If you add travel to the personal interests part of your CV because you enjoy a city break abroad now and then, or fitness when you managed one post-Christmas jog and attempted a Tough Mudder two years ago, you really are wasting your time.
Less than half of recruiters say personal interests is an important part of a person's CV, but 72 per cent think it is, according to new research, which revealed we're probably getting it really wrong when it comes to job hunting.
The collective thinking that a CV more than two pages long is heading straight for the bin also turns out to be a bit of a myth. Even more of us think this is set in stone - 83 per cent say it's important compared to just 32 per cent of recruiters, research from recruiter Michael Page found.
And there is one critical thing which you may be shouting about as one of your key selling points when it is, in fact, going against you: commitment.
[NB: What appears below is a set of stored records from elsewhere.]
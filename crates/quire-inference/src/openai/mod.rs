//! OpenAI-compatible generation backend.
//!
//! Speaks the `/chat/completions` protocol, so it works with any endpoint
//! that implements it, including:
//!
//! - Google Gemini (OpenAI compatibility endpoint, the default)
//! - OpenAI cloud API
//! - Ollama (in OpenAI compatibility mode)
//! - vLLM, LocalAI, LM Studio
//!
//! # Example
//!
//! ```rust,no_run
//! use quire_inference::openai::{OpenAICompatBackend, OpenAICompatConfig};
//! use quire_core::GenerationBackend;
//!
//! #[tokio::main]
//! async fn main() {
//!     let config = OpenAICompatConfig {
//!         base_url: "http://localhost:11434/v1".to_string(), // Ollama
//!         api_key: None,
//!         model: "llama3".to_string(),
//!         timeout_seconds: 30,
//!     };
//!     let backend = OpenAICompatBackend::new(config).unwrap();
//!     let text = backend.generate("Say hello").await.unwrap();
//! }
//! ```

mod backend;
mod types;

pub use backend::{
    OpenAICompatBackend, OpenAICompatConfig, DEFAULT_BASE_URL, DEFAULT_MODEL,
    DEFAULT_TIMEOUT_SECS,
};
pub use types::*;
Some 70 per cent of us boast about staying in a job for more than a decade, believing it makes for a stronger CV. However, 36 per cent of recruiters say it actually makes your CV weaker.
If that's not something you can change, then try ditching the volunteer work. More than half of us think it's important to show this kind of experience, compared with just 11 per cent of recruiters. The same goes for experience of working abroad - 85 per cent of recruiters say it doesn't matter.
Injecting some fluff with so-called soft skills, the generic classic of being a team player, for instance, is not as important as you might expect. Just over half of recruiters say it's important compared to 89 per cent of the public.
So what are recruiters really looking for? Here are the top five most important things...
- Avoiding misspellings and typos
- Avoiding grammatical errors
- Including specific details of what you have achieved in previous roles
- Using a professional tone
- Including specific details of your responsibilities in previous roles
And the least important elements that you should probably stop fussing over.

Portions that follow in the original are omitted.